## Problem to work on
Tell how many lines in the following entries include the word "MessageKind", giving the figure alone.

[[ Extracted data, beginning ]]

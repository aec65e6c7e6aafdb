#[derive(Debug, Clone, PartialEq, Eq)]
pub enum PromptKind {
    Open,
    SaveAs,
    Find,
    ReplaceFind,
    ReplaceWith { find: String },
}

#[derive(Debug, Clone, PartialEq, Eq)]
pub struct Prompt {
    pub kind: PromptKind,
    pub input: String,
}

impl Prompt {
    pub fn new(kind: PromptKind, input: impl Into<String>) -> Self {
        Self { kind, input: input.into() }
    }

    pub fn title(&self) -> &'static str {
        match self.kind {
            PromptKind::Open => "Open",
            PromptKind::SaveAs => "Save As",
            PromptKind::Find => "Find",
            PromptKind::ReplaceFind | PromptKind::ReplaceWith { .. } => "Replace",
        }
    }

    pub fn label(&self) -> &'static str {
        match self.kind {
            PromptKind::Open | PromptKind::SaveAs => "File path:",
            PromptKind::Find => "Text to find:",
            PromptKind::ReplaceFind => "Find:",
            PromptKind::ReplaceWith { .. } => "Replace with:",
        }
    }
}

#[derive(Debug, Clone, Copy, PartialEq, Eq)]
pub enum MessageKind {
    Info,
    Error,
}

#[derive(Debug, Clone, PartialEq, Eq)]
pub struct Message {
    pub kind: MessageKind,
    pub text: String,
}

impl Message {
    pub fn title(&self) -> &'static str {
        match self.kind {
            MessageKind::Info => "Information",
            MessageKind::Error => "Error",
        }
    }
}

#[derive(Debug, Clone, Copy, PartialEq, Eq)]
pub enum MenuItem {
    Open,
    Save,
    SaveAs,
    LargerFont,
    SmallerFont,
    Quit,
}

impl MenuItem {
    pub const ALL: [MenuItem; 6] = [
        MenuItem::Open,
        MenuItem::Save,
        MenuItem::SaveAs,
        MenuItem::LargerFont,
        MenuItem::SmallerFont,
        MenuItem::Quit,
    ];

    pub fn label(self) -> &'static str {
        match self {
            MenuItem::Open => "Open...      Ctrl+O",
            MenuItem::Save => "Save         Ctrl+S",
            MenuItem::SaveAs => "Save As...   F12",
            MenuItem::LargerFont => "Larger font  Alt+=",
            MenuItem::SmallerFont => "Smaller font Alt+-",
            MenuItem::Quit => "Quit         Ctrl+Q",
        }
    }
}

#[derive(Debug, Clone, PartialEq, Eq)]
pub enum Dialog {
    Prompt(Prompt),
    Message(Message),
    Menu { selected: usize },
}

[[ Extracted data, end ]]
[[ Extracted data, beginning ]]

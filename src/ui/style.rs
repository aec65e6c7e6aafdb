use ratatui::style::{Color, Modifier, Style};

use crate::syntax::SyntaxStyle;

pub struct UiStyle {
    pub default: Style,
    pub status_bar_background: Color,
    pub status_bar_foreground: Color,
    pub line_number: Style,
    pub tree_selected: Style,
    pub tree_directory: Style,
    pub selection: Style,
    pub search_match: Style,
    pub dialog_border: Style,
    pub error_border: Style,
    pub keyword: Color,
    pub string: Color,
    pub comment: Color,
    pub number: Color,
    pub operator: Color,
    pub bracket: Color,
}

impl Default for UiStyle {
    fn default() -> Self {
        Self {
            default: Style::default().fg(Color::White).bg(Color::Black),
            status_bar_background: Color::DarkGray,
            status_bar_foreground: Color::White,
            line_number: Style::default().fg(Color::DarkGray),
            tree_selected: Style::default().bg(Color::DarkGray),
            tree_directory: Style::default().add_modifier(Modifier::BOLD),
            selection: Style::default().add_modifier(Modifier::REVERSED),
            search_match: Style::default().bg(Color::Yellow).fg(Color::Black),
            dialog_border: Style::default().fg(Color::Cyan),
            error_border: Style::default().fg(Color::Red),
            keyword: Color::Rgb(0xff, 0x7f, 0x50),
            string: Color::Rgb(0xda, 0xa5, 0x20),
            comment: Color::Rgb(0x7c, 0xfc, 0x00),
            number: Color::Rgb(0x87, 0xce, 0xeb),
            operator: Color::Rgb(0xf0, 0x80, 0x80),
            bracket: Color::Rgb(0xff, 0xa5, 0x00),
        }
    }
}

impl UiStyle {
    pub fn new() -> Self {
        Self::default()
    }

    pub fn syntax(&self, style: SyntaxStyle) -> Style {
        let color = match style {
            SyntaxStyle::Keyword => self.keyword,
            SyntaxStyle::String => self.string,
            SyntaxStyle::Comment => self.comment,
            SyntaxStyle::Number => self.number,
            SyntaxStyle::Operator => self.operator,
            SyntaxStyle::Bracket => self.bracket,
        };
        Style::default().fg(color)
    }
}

[[ Extracted data, end ]]

## Final answer
4